◆ WHAT TO PRODUCE
Transcribe the data below verbatim from the line with "fn step_in(&mut self)" to the line with "fn is_in_struct(&self) ->". Include both of those lines.

◆ Saved entries

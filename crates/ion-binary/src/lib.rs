//! Ion 1.0 binary: a self-describing binary format with a JSON-superset data
//! model, read and written without a schema.
//!
//! This crate provides the binary codec, the symbol table machinery and a
//! streaming cursor that walks nested values lazily with byte-exact spans.
//!
//! # Overview
//!
//! Values are typed (null, bool, arbitrary-precision int, float, decimal,
//! timestamp, string, symbol, clob, blob, list, sexp, struct) and may carry
//! annotations. Field names, annotations and symbol values travel as integer
//! IDs resolved through symbol tables:
//! - **System**: fixed per format version, shared process-wide
//! - **Local**: declared in the stream, importing shared tables
//! - **Shared**: named, versioned tables supplied by a [`Catalog`]
//!
//! # Quick Start
//!
//! ```rust
//! use ion_binary::{decode_elements, encode_elements, Element};
//!
//! let person = Element::from_fields([
//!     ("name", Element::from("Alice")),
//!     ("age", Element::from(30i64)),
//! ])
//! .with_annotations(["person"]);
//!
//! let bytes = encode_elements(std::slice::from_ref(&person)).unwrap();
//! let decoded = decode_elements(&bytes).unwrap();
//! assert_eq!(decoded, vec![person]);
//! ```
//!
//! # Modules
//!
//! - [`model`]: Data types (IonType, Int, Decimal, Timestamp, SymbolToken, Element)
//! - [`codec`]: Primitives, type descriptors, payloads and the [`Encoder`]
//! - [`symbol`]: System, local and shared symbol tables and catalogs
//! - [`reader`]: The [`IonReader`] cursor over binary input or element trees
//! - [`error`]: Error types
//! - [`limits`]: Wire constants and decoding limits
//!
//! # Security
//!
//! The decoder is designed to safely handle untrusted input:
//! - Declared lengths are checked against the bytes available
//! - Varints are limited to 10 octets to prevent overflow
//! - Invalid data is rejected with descriptive errors, never a panic
//!
//! # Logging
//!
//! The crate emits [`tracing`] events (symbol table changes, unresolved
//! imports, navigation) and never installs a subscriber.

pub mod codec;
pub mod error;
pub mod limits;
pub mod model;
pub mod reader;
pub mod symbol;
mod util;

// Re-export commonly used types at crate root
pub use codec::{EncodeOptions, Encoder};
pub use error::{ErrorKind, IonError, Result};
pub use model::{
    Coefficient, Decimal, Element, Int, IonType, Precision, SymbolToken, Timestamp,
    TimestampBuilder, Value,
};
pub use reader::{
    BinaryReader, BufferSource, ByteSource, IonReader, ReaderOptions, SliceSource, Span,
    StreamSource, TreeReader,
};
pub use symbol::{
    system_table, Catalog, LocalSymbolTable, SharedSymbolTable, SimpleCatalog, SymbolTable,
    SystemRegistry,
};

/// Crate version.
pub const VERSION: &str = env!("CARGO_PKG_VERSION");

/// Encodes values as a complete binary stream (version marker, symbol table,
/// values).
pub fn encode_elements(elements: &[Element]) -> Result<Vec<u8>> {
    let mut encoder = Encoder::new();
    for element in elements {
        encoder.write_element(element)?;
    }
    encoder.finish()
}

/// Decodes every user value of a complete binary stream.
pub fn decode_elements(bytes: &[u8]) -> Result<Vec<Element>> {
    let mut reader = BinaryReader::from_slice(bytes)?;
    Element::read_all(&mut reader)
}
//! Cursor over materialized elements.

use crate::error::{IonError, Result};
use crate::model::{Decimal, Element, Int, IonType, SymbolToken, Timestamp, Value};
use crate::reader::{IonReader, Span};

#[derive(Debug, Clone, Copy)]
enum Children<'a> {
    Seq(&'a [Element]),
    Fields(&'a [(SymbolToken, Element)]),
}

impl<'a> Children<'a> {
    fn len(&self) -> usize {
        match self {
            Children::Seq(items) => items.len(),
            Children::Fields(fields) => fields.len(),
        }
    }

    fn get(&self, index: usize) -> Option<(Option<&'a SymbolToken>, &'a Element)> {
        match *self {
            Children::Seq(items) => items.get(index).map(|e| (None, e)),
            Children::Fields(fields) => fields.get(index).map(|(k, v)| (Some(k), v)),
        }
    }
}

#[derive(Debug, Clone)]
struct Level<'a> {
    children: Children<'a>,
    next: usize,
    in_struct: bool,
}

/// [`IonReader`] over a borrowed slice of elements.
///
/// The elements cannot change while the cursor borrows them. Spans are not
/// available since tree values have no byte position.
#[derive(Debug, Clone)]
pub struct TreeReader<'a> {
    levels: Vec<Level<'a>>,
    current: Option<(Option<&'a SymbolToken>, &'a Element)>,
    step_into_null_containers: bool,
}

impl<'a> TreeReader<'a> {
    pub fn new(elements: &'a [Element]) -> Self {
        Self {
            levels: vec![Level {
                children: Children::Seq(elements),
                next: 0,
                in_struct: false,
            }],
            current: None,
            step_into_null_containers: true,
        }
    }

    /// Whether stepping into a null container behaves as an empty one.
    pub fn step_into_null_containers(mut self, enabled: bool) -> Self {
        self.step_into_null_containers = enabled;
        self
    }

    /// The element under the cursor.
    pub fn current_element(&self) -> Option<&'a Element> {
        self.current.map(|(_, e)| e)
    }

    fn level(&self) -> &Level<'a> {
        // The top level is never popped.
        &self.levels[self.levels.len() - 1]
    }

    fn element(&self) -> Result<&'a Element> {
        self.current_element()
            .ok_or(IonError::InvalidState("no current value"))
    }
}

/// Error for an accessor expecting `ion_type` on `value`.
fn mismatch(value: &Value, ion_type: IonType, expected: &'static str) -> IonError {
    match value {
        Value::Null(t) if *t == ion_type => IonError::NullValue { ion_type },
        other => IonError::WrongType {
            expected,
            found: other.ion_type(),
        },
    }
}

impl<'a> IonReader for TreeReader<'a> {
    fn next(&mut self) -> Result<Option<IonType>> {
        let last = self.levels.len() - 1;
        let level = &mut self.levels[last];
        self.current = level.children.get(level.next);
        if self.current.is_some() {
            level.next += 1;
        }
        Ok(self.current.map(|(_, e)| e.ion_type()))
    }

    fn has_next(&mut self) -> Result<bool> {
        let level = self.level();
        Ok(level.next < level.children.len())
    }

    fn step_in(&mut self) -> Result<()> {
        let element = self.element()?;
        let children = match &element.value {
            Value::List(items) | Value::SExp(items) => Children::Seq(items),
            Value::Struct(fields) => Children::Fields(fields),
            Value::Null(t) if t.is_container() => {
                if !self.step_into_null_containers {
                    return Err(IonError::InvalidState("cannot step into a null container"));
                }
                Children::Seq(&[])
            }
            _ => return Err(IonError::InvalidState("current value is not a container")),
        };
        self.levels.push(Level {
            children,
            next: 0,
            in_struct: element.ion_type() == IonType::Struct,
        });
        self.current = None;
        Ok(())
    }

    fn step_out(&mut self) -> Result<()> {
        if self.levels.len() == 1 {
            return Err(IonError::InvalidState("step_out at top level"));
        }
        self.levels.pop();
        self.current = None;
        Ok(())
    }

    fn depth(&self) -> usize {
        self.levels.len() - 1
    }

    fn ion_type(&self) -> Result<IonType> {
        Ok(self.element()?.ion_type())
    }

    fn is_null(&self) -> Result<bool> {
        Ok(self.element()?.is_null())
    }

    fn is_in_struct(&self) -> bool {
        self.level().in_struct
    }

    fn field_name(&self) -> Result<Option<SymbolToken>> {
        let (name, _) = self
            .current
            .ok_or(IonError::InvalidState("no current value"))?;
        Ok(name.cloned())
    }

    fn annotations(&self) -> Result<Vec<SymbolToken>> {
        Ok(self.element()?.annotations.clone())
    }

    fn bool_value(&self) -> Result<bool> {
        match &self.element()?.value {
            Value::Bool(b) => Ok(*b),
            other => Err(mismatch(other, IonType::Bool, "a bool")),
        }
    }

    fn int_value(&self) -> Result<Int> {
        match &self.element()?.value {
            Value::Int(i) => Ok(i.clone()),
            other => Err(mismatch(other, IonType::Int, "an int")),
        }
    }

    fn f64_value(&self) -> Result<f64> {
        match &self.element()?.value {
            Value::Float(f) => Ok(*f),
            other => Err(mismatch(other, IonType::Float, "a float")),
        }
    }

    fn decimal_value(&self) -> Result<Decimal> {
        match &self.element()?.value {
            Value::Decimal(d) => Ok(d.clone()),
            other => Err(mismatch(other, IonType::Decimal, "a decimal")),
        }
    }

    fn timestamp_value(&self) -> Result<Timestamp> {
        match &self.element()?.value {
            Value::Timestamp(t) => Ok(t.clone()),
            other => Err(mismatch(other, IonType::Timestamp, "a timestamp")),
        }
    }

    fn string_value(&self) -> Result<&str> {
        let element = self.element()?;
        match &element.value {
            Value::String(s) => Ok(s),
            Value::Symbol(token) => token.as_text().ok_or(IonError::UnknownSymbolText {
                sid: token.as_sid().unwrap_or(0),
            }),
            Value::Null(t) if t.is_text() => Err(IonError::NullValue { ion_type: *t }),
            other => Err(IonError::WrongType {
                expected: "a string or symbol",
                found: other.ion_type(),
            }),
        }
    }

    fn symbol_value(&self) -> Result<SymbolToken> {
        match &self.element()?.value {
            Value::Symbol(token) => Ok(token.clone()),
            other => Err(mismatch(other, IonType::Symbol, "a symbol")),
        }
    }

    fn lob_value(&self) -> Result<&[u8]> {
        let element = self.element()?;
        match &element.value {
            Value::Clob(bytes) | Value::Blob(bytes) => Ok(bytes),
            Value::Null(t) if t.is_lob() => Err(IonError::NullValue { ion_type: *t }),
            other => Err(IonError::WrongType {
                expected: "a clob or blob",
                found: other.ion_type(),
            }),
        }
    }

    fn current_span(&self) -> Result<Span> {
        self.element()?;
        Err(IonError::InvalidState("tree values have no byte span"))
    }
}

#[cfg(test)]
mod tests {
    use super::*;
    use crate::error::ErrorKind;
    use proptest::prelude::*;

    fn sample() -> Vec<Element> {
        vec![
            Element::from_fields([
                ("name", Element::from("x")),
                ("tags", Element::list([Element::symbol("a"), Element::null(IonType::Int)])),
            ]),
            Element::from(5i64).with_annotations(["count"]),
            Element::null(IonType::List),
        ]
    }

    #[test]
    fn test_read_all_reproduces_elements() {
        let elements = sample();
        let mut reader = TreeReader::new(&elements);
        assert_eq!(Element::read_all(&mut reader).unwrap(), elements);
        assert_eq!(reader.next().unwrap(), None);
    }

    #[test]
    fn test_struct_navigation() {
        let elements = sample();
        let mut reader = TreeReader::new(&elements);
        reader.next().unwrap();
        reader.step_in().unwrap();
        assert!(reader.is_in_struct());
        assert_eq!(reader.depth(), 1);

        assert_eq!(reader.next().unwrap(), Some(IonType::String));
        assert_eq!(reader.field_name().unwrap(), Some(SymbolToken::text("name")));
        assert_eq!(reader.string_value().unwrap(), "x");

        assert_eq!(reader.next().unwrap(), Some(IonType::List));
        reader.step_in().unwrap();
        assert!(!reader.is_in_struct());
        reader.next().unwrap();
        assert_eq!(reader.string_value().unwrap(), "a");
        reader.next().unwrap();
        assert_eq!(
            reader.int_value().unwrap_err(),
            IonError::NullValue { ion_type: IonType::Int }
        );
        reader.step_out().unwrap();
        reader.step_out().unwrap();

        assert_eq!(reader.next().unwrap(), Some(IonType::Int));
        assert_eq!(reader.annotations().unwrap(), vec![SymbolToken::text("count")]);
        assert_eq!(reader.i64_value().unwrap(), 5);
        assert_eq!(reader.current_span().unwrap_err().kind(), ErrorKind::InvalidState);
    }

    #[test]
    fn test_null_container_policy() {
        let elements = vec![Element::null(IonType::Struct)];

        let mut reader = TreeReader::new(&elements);
        reader.next().unwrap();
        reader.step_in().unwrap();
        assert_eq!(reader.next().unwrap(), None);
        reader.step_out().unwrap();

        let mut strict = TreeReader::new(&elements).step_into_null_containers(false);
        strict.next().unwrap();
        assert_eq!(strict.step_in().unwrap_err().kind(), ErrorKind::InvalidState);
    }

    #[test]
    fn test_unknown_symbol_text() {
        let elements = vec![Element::symbol(SymbolToken::sid(12))];
        let mut reader = TreeReader::new(&elements);
        reader.next().unwrap();
        assert_eq!(
            reader.string_value().unwrap_err(),
            IonError::UnknownSymbolText { sid: 12 }
        );
        assert_eq!(reader.symbol_value().unwrap().as_sid(), Some(12));
    }

    #[test]
    fn test_step_out_at_top_level() {
        let elements = sample();
        let mut reader = TreeReader::new(&elements);
        assert_eq!(reader.step_out().unwrap_err().kind(), ErrorKind::InvalidState);
        reader.next().unwrap();
        reader.next().unwrap();
        assert_eq!(reader.step_in().unwrap_err().kind(), ErrorKind::InvalidState);
    }

    #[test]
    fn test_ion_type_needs_a_current_value() {
        let elements = vec![Element::from("only")];
        let mut reader = TreeReader::new(&elements);
        assert_eq!(reader.ion_type().unwrap_err().kind(), ErrorKind::InvalidState);
        reader.next().unwrap();
        assert_eq!(reader.ion_type().unwrap(), IonType::String);
        assert_eq!(reader.next().unwrap(), None);
        assert_eq!(reader.ion_type().unwrap_err().kind(), ErrorKind::InvalidState);
    }

    proptest! {
        #[test]
        fn prop_lookahead_idempotence(values in proptest::collection::vec(any::<i64>(), 0..16), peeks in 1usize..4) {
            let elements: Vec<Element> = values.iter().copied().map(Element::from).collect();
            let mut reader = TreeReader::new(&elements);
            for v in &values {
                for _ in 0..peeks {
                    prop_assert!(reader.has_next().unwrap());
                }
                prop_assert_eq!(reader.next().unwrap(), Some(IonType::Int));
                prop_assert_eq!(reader.i64_value().unwrap(), *v);
            }
            prop_assert!(!reader.has_next().unwrap());
            prop_assert_eq!(reader.next().unwrap(), None);
        }

        #[test]
        fn prop_depth_symmetry(depth in 0usize..16) {
            let mut element = Element::from(0i64);
            for _ in 0..depth {
                element = Element::sexp([element]);
            }
            let elements = vec![element];
            let mut reader = TreeReader::new(&elements);
            reader.next().unwrap();
            for d in 0..depth {
                prop_assert_eq!(reader.depth(), d);
                reader.step_in().unwrap();
                reader.next().unwrap();
            }
            for d in (0..depth).rev() {
                reader.step_out().unwrap();
                prop_assert_eq!(reader.depth(), d);
            }
            prop_assert_eq!(reader.next().unwrap(), None);
        }
    }
}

◆ ANSWER TO THE EXERCISE
    fn step_in(&mut self) -> Result<()> {
        let element = self.element()?;
        let children = match &element.value {
            Value::List(items) | Value::SExp(items) => Children::Seq(items),
            Value::Struct(fields) => Children::Fields(fields),
            Value::Null(t) if t.is_container() => {
                if !self.step_into_null_containers {
                    return Err(IonError::InvalidState("cannot step into a null container"));
                }
                Children::Seq(&[])
            }
            _ => return Err(IonError::InvalidState("current value is not a container")),
        };
        self.levels.push(Level {
            children,
            next: 0,
            in_struct: element.ion_type() == IonType::Struct,
        });
        self.current = None;
        Ok(())
    }

    fn step_out(&mut self) -> Result<()> {
        if self.levels.len() == 1 {
            return Err(IonError::InvalidState("step_out at top level"));
        }
        self.levels.pop();
        self.current = None;
        Ok(())
    }

    fn depth(&self) -> usize {
        self.levels.len() - 1
    }

    fn ion_type(&self) -> Result<IonType> {
        Ok(self.element()?.ion_type())
    }

    fn is_null(&self) -> Result<bool> {
        Ok(self.element()?.is_null())
    }

    fn is_in_struct(&self) -> bool {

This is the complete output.